Before we demonstrate exactly how this works, let’s take a look at both the raw data in OMS Log Analytics and the traditional means of using custom fields in OMS Log Analytics. This will enable us to demonstrate the specific benefits of the “parse” keyword over the traditional method.
Setting the Stage – The Data Structure
When OMS Log Analytics collects data, the structure of that data is dependent upon the how the data source supplies it – Log Analytics doesn’t know on its own how or when to extract data out of fields that were merged in the source system. A great example of this is Windows Event Log data. As you are likely aware, Event Log entries contain two properties under the hood, “ParameterXml” and “EventData” which contain Xml-structured data about the specific instance of an Event. This data is then formatted into the Event Description string for easy human consumption, but there aren’t dedicated property values for every possible Event data point for every possible Event. So when Log Analytics consumes that data, the structure of that data matches the source structure and we get fields for “ParameterXml” and “EventData”.
Let’s visualize this with a specific example. When a Windows Service starts or stops, an Event Id 7036 from the source “Service Control Manager” is stored within the Event Log. Each of these events contains three parameters, including the name of the service and the service state. We can collect that data with Log Analytics and present it with a simple query, like this:
Event | where Source == 'Service Control Manager'
In that image you can see the “ParameterXml” and “EventData” fields and their values. By default Log Analytics doesn’t extract any separate fields from those fields, we just get the raw data from the source system. Writing a query to do analysis on specific services, service states, or combinations thereof while using the raw data would get complex quickly and be error-prone as we use wildcards and other options in the query. Acknowledging this issue, Log Analytics added a feature a while back called “Custom Fields” designed to solve this problem.

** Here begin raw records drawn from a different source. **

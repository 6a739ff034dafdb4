//! Error types for the domain layer.

use thiserror::Error;

/// Errors that occur during value object construction.
#[derive(Debug, Clone, PartialEq, Eq, Error)]
pub enum ValidationError {
    #[error("Field '{field}' cannot be empty")]
    EmptyField { field: String },

    #[error("Field '{field}' must be between {min} and {max}, got {actual}")]
    OutOfRange {
        field: String,
        min: i64,
        max: i64,
        actual: i64,
    },

    #[error("Field '{field}' has invalid format: {reason}")]
    InvalidFormat { field: String, reason: String },
}

impl ValidationError {
    /// Creates an empty field validation error.
    pub fn empty_field(field: impl Into<String>) -> Self {
        ValidationError::EmptyField { field: field.into() }
    }

    /// Creates an out of range validation error.
    pub fn out_of_range(field: impl Into<String>, min: i64, max: i64, actual: i64) -> Self {
        ValidationError::OutOfRange {
            field: field.into(),
            min,
            max,
            actual,
        }
    }

    /// Creates an invalid format validation error.
    pub fn invalid_format(field: impl Into<String>, reason: impl Into<String>) -> Self {
        ValidationError::InvalidFormat {
            field: field.into(),
            reason: reason.into(),
        }
    }
}
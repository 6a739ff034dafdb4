//! Liveness endpoint.

use axum::{routing::get, Json, Router};
use serde::Serialize;

#[derive(Debug, Serialize)]
pub struct HealthResponse {
    pub status: &'static str,
    pub version: &'static str,
}

/// GET /health
pub async fn health() -> Json<HealthResponse> {
    Json(HealthResponse {
        status: "ok",
        version: env!("CARGO_PKG_VERSION"),
    })
}

pub fn health_routes() -> Router {
    Router::new().route("/health", get(health))
}
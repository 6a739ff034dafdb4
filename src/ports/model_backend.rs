//! Model Backend Port - Interface for the chat-completion model.
//!
//! The engine sends the rendered conversation plus the tools the model may
//! call, and receives a tagged reply: a text answer, a batch of tool calls,
//! or nothing. Every reply carries token usage so the caller can debit the
//! conversation budget regardless of the outcome.

use async_trait::async_trait;
use serde::{Deserialize, Serialize};

use crate::domain::survey::{HistoryEntry, ToolCall, ToolDefinition};

/// Port for model completions.
#[async_trait]
pub trait ModelBackend: Send + Sync {
    async fn complete(&self, request: ModelRequest) -> Result<ModelReply, ModelError>;

    /// Model identifier, used for logging.
    fn model_name(&self) -> &str;
}

/// Whether the model may answer in text or must call a tool.
#[derive(Debug, Clone, Copy, Default, PartialEq, Eq, Serialize, Deserialize)]
#[serde(rename_all = "snake_case")]
pub enum ToolChoice {
    #[default]
    Auto,
    Required,
}

#[derive(Debug, Clone)]
pub struct ModelRequest {
    pub messages: Vec<HistoryEntry>,
    pub tools: Vec<ToolDefinition>,
    pub tool_choice: ToolChoice,
}

impl ModelRequest {
    pub fn new(messages: Vec<HistoryEntry>) -> Self {
        Self {
            messages,
            tools: Vec::new(),
            tool_choice: ToolChoice::Auto,
        }
    }

    pub fn with_tool(mut self, tool: ToolDefinition) -> Self {
        self.tools.push(tool);
        self
    }

    /// Forces the model to call one of the offered tools.
    pub fn require_tool(mut self) -> Self {
        self.tool_choice = ToolChoice::Required;
        self
    }
}

/// What the model produced.
#[derive(Debug, Clone, PartialEq, Eq)]
pub enum ModelOutcome {
    Answer(String),
    Directives {
        content: Option<String>,
        calls: Vec<ToolCall>,
    },
    Empty,
}

#[derive(Debug, Clone, PartialEq, Eq)]
pub struct ModelReply {
    pub outcome: ModelOutcome,
    pub usage: TokenUsage,
    pub model: String,
}

impl ModelReply {
    pub fn answer(text: impl Into<String>, usage: TokenUsage) -> Self {
        Self {
            outcome: ModelOutcome::Answer(text.into()),
            usage,
            model: String::new(),
        }
    }

    pub fn directives(calls: Vec<ToolCall>, usage: TokenUsage) -> Self {
        Self {
            outcome: ModelOutcome::Directives {
                content: None,
                calls,
            },
            usage,
            model: String::new(),
        }
    }

    pub fn empty(usage: TokenUsage) -> Self {
        Self {
            outcome: ModelOutcome::Empty,
            usage,
            model: String::new(),
        }
    }

    pub fn with_model(mut self, model: impl Into<String>) -> Self {
        self.model = model.into();
        self
    }

    /// First tool call with the given name, if any.
    pub fn find_call(&self, tool_name: &str) -> Option<&ToolCall> {
        match &self.outcome {
            ModelOutcome::Directives { calls, .. } => calls.iter().find(|c| c.name == tool_name),
            _ => None,
        }
    }
}

/// Token usage reported by the backend.
#[derive(Debug, Clone, Copy, Default, PartialEq, Eq, Serialize, Deserialize)]
pub struct TokenUsage {
    pub prompt_tokens: u32,
    pub completion_tokens: u32,
    pub total_tokens: u32,
}

impl TokenUsage {
    pub fn new(prompt_tokens: u32, completion_tokens: u32) -> Self {
        Self {
            prompt_tokens,
            completion_tokens,
            total_tokens: prompt_tokens + completion_tokens,
        }
    }

    /// Usage with only a total, as scripted backends report it.
    pub fn total(total_tokens: u32) -> Self {
        Self {
            prompt_tokens: 0,
            completion_tokens: 0,
            total_tokens,
        }
    }
}

/// Model backend errors.
#[derive(Debug, thiserror::Error)]
pub enum ModelError {
    /// Rate limited by provider.
    #[error("rate limited: retry after {retry_after_secs}s")]
    RateLimited { retry_after_secs: u32 },

    #[error("context too long: {0}")]
    ContextTooLong(String),

    #[error("provider unavailable: {message}")]
    Unavailable { message: String },

    #[error("authentication failed")]
    AuthenticationFailed,

    #[error("network error: {0}")]
    Network(String),

    #[error("parse error: {0}")]
    Parse(String),

    #[error("invalid request: {0}")]
    InvalidRequest(String),

    #[error("request timed out after {timeout_secs}s")]
    Timeout { timeout_secs: u32 },
}

impl ModelError {
    pub fn rate_limited(retry_after_secs: u32) -> Self {
        Self::RateLimited { retry_after_secs }
    }

    pub fn unavailable(message: impl Into<String>) -> Self {
        Self::Unavailable {
            message: message.into(),
        }
    }

    pub fn network(message: impl Into<String>) -> Self {
        Self::Network(message.into())
    }

    pub fn parse(message: impl Into<String>) -> Self {
        Self::Parse(message.into())
    }

    /// Returns true if this error is retryable.
    pub fn is_retryable(&self) -> bool {
        matches!(
            self,
            ModelError::RateLimited { .. }
                | ModelError::Unavailable { .. }
                | ModelError::Network(_)
                | ModelError::Timeout { .. }
        )
    }
}
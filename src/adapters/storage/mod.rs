//! Storage Adapters
//!
//! ## Available Adapters
//!
//! - **FileConversationStore** - Interview state as YAML files on disk
//! - **InMemoryConversationStore** - Interview state in memory (testing/development)
//! - **FileConfigSource** - Survey definition in a YAML file
//! - **InMemoryConfigSource** - Survey definition in memory
//!
//! ## Usage
//!
//! ```ignore
//! use adapters::storage::{FileConversationStore, InMemoryConversationStore};
//!
//! // Production without a database: file-based storage
//! let store = FileConversationStore::new("./data/conversations");
//!
//! // Testing: in-memory storage
//! let store = InMemoryConversationStore::new();
//! ```

mod config_source;
mod file_conversation_store;
mod in_memory_conversation_store;

pub use config_source::{FileConfigSource, InMemoryConfigSource};
pub use file_conversation_store::FileConversationStore;
pub use in_memory_conversation_store::InMemoryConversationStore;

Custom Fields – the Old Way
The original Custom Fields feature within Log Analytics is very useful and powerful, enabling Log Analytics to extract new fields out of large, complex data using saved queries and pattern matching. Administrators can identify the records they wanted to parse and define the custom field rules, after which when new data of the specified type comes in to Log Analytics, it automatically extracts the fields and makes “new” data available to users. Using this method, it is very easy to look at the records returned by the example query above and create custom fields for the Windows Service Name and Windows Service State, as can be seen in this image:
You will notice that each custom field created this way has the suffix “_CF” applied to the end of its name – this is because defining a custom field directly extends the database under the hood. In order to ensure that future official solutions don’t break custom fields, and vice versa, each custom field is “tagged” to make it readily apparent. This approach was and is useful, but it does come with two key limitations.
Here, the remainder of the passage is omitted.